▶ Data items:
==================================================

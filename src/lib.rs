pub mod api;
pub mod client;
pub mod config;
pub mod data_models;
pub mod error;
pub mod form;
pub mod handler;
pub mod highlight;
pub mod page;
pub mod render;

pub use client::{HttpBackend, SearchBackend};
pub use data_models::{Query, ResultRow, SearchResponse};
pub use error::SearchError;
pub use form::{SearchForm, SubmitEvent};
pub use handler::{SubmissionHandler, SubmitOutcome};
pub use page::{MemoryPage, Page};
pub use render::{Escaping, ResultRenderer};
use std::sync::Arc;

use tokio::sync::mpsc;
use tokio::task::JoinHandle;

use crate::client::SearchBackend;
use crate::handler::{SubmissionHandler, SubmitOutcome};
use crate::page::Page;

/// A submit event from the search form, carrying its `query` field.
#[derive(Debug, Clone, PartialEq, Eq)]
pub struct SubmitEvent {
    pub query: String,
}

impl SubmitEvent {
    pub fn new(query: impl Into<String>) -> Self {
        Self {
            query: query.into(),
        }
    }
}

/// Unread outcomes kept for [`SearchForm::next_outcome`]; outcomes arriving
/// while the backlog is full are dropped.
pub const OUTCOME_BACKLOG: usize = 32;

/// Creates a form: the sender side plays the user pressing "search".
pub fn form_channel(buffer: usize) -> (mpsc::Sender<SubmitEvent>, mpsc::Receiver<SubmitEvent>) {
    mpsc::channel(buffer)
}

/// Listens on a form and hands every submission to a [`SubmissionHandler`].
///
/// Each submission runs on its own task, so a slow request does not hold
/// up the next one; the handler drops responses that lose the race.
pub struct SearchForm {
    listener: JoinHandle<()>,
    outcomes: mpsc::Receiver<SubmitOutcome>,
}

impl SearchForm {
    pub fn attach<B, P>(
        mut form: mpsc::Receiver<SubmitEvent>,
        handler: Arc<SubmissionHandler<B, P>>,
    ) -> SearchForm
    where
        B: SearchBackend + ?Sized + 'static,
        P: Page + 'static,
    {
        let (outcome_tx, outcomes) = mpsc::channel(OUTCOME_BACKLOG);
        let listener = tokio::spawn(async move {
            while let Some(event) = form.recv().await {
                let handler = handler.clone();
                let outcome_tx = outcome_tx.clone();
                tokio::spawn(async move {
                    let outcome = handler.submit(&event.query).await;
                    if let Err(mpsc::error::TrySendError::Full(outcome)) =
                        outcome_tx.try_send(outcome)
                    {
                        log::debug!("outcome backlog full, dropping {outcome:?}");
                    }
                });
            }
            log::debug!("search form closed");
        });
        SearchForm { listener, outcomes }
    }

    /// Waits for the next finished submission.
    pub async fn next_outcome(&mut self) -> Option<SubmitOutcome> {
        self.outcomes.recv().await
    }

    pub fn is_attached(&self) -> bool {
        !self.listener.is_finished()
    }

    /// Detaches from the form. Submissions already in flight still finish.
    pub fn dispose(self) {
        self.listener.abort();
    }
}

==================================================

▶ INSTRUCTIONS FOR THE TASK: Reproduce the entries exactly as they appear.

▶ RESPONSE FOR THIS EXERCISE:
filename src/lib.rs
pub mod api;
pub mod client;
pub mod config;
pub mod data_models;
pub mod error;
pub mod form;
pub mod handler;
pub mod highlight;
pub mod page;
pub mod render;

pub use client::{HttpBackend, SearchBackend};
pub use data_models::{Query, ResultRow, SearchResponse};
pub use error::SearchError;
pub use form::{SearchForm, SubmitEvent};
pub use handler::{SubmissionHandler, SubmitOutcome};
pub use page::{MemoryPage, Page};
pub use render::{Escaping, ResultRenderer};
use std::sync::Arc;

use tokio::sync::mpsc;
use tokio::task::JoinHandle;

use crate::client::SearchBackend;
use crate::handler::{SubmissionHandler, SubmitOutcome};
use crate::page::Page;

/// A submit event from the search form, carrying its `query` field.
#[derive(Debug, Clone, PartialEq, Eq)]
pub struct SubmitEvent {
    pub query: String,
}

impl SubmitEvent {
    pub fn new(query: impl Into<String>) -> Self {
        Self {
            query: query.into(),
        }
    }
}

/// Unread outcomes kept for [`SearchForm::next_outcome`]; outcomes arriving
/// while the backlog is full are dropped.
pub const OUTCOME_BACKLOG: usize = 32;

/// Creates a form: the sender side plays the user pressing "search".
pub fn form_channel(buffer: usize) -> (mpsc::Sender<SubmitEvent>, mpsc::Receiver<SubmitEvent>) {
    mpsc::channel(buffer)
}

/// Listens on a form and hands every submission to a [`SubmissionHandler`].
///
/// Each submission runs on its own task, so a slow request does not hold
/// up the next one; the handler drops responses that lose the race.
pub struct SearchForm {
    listener: JoinHandle<()>,
    outcomes: mpsc::Receiver<SubmitOutcome>,
}

impl SearchForm {
    pub fn attach<B, P>(
        mut form: mpsc::Receiver<SubmitEvent>,
        handler: Arc<SubmissionHandler<B, P>>,
    ) -> SearchForm
    where
        B: SearchBackend + ?Sized + 'static,
        P: Page + 'static,
    {
        let (outcome_tx, outcomes) = mpsc::channel(OUTCOME_BACKLOG);
        let listener = tokio::spawn(async move {
            while let Some(event) = form.recv().await {
                let handler = handler.clone();
                let outcome_tx = outcome_tx.clone();
                tokio::spawn(async move {
                    let outcome = handler.submit(&event.query).await;
                    if let Err(mpsc::error::TrySendError::Full(outcome)) =
                        outcome_tx.try_send(outcome)
                    {
                        log::debug!("outcome backlog full, dropping {outcome:?}");
                    }
                });
            }
            log::debug!("search form closed");
        });
        SearchForm { listener, outcomes }
    }

    /// Waits for the next finished submission.
    pub async fn next_outcome(&mut self) -> Option<SubmitOutcome> {
        self.outcomes.recv().await
    }

    pub fn is_attached(&self) -> bool {
        !self.listener.is_finished()
    }

    /// Detaches from the form. Submissions already in flight still finish.
    pub fn dispose(self) {
        self.listener.abort();
    }
}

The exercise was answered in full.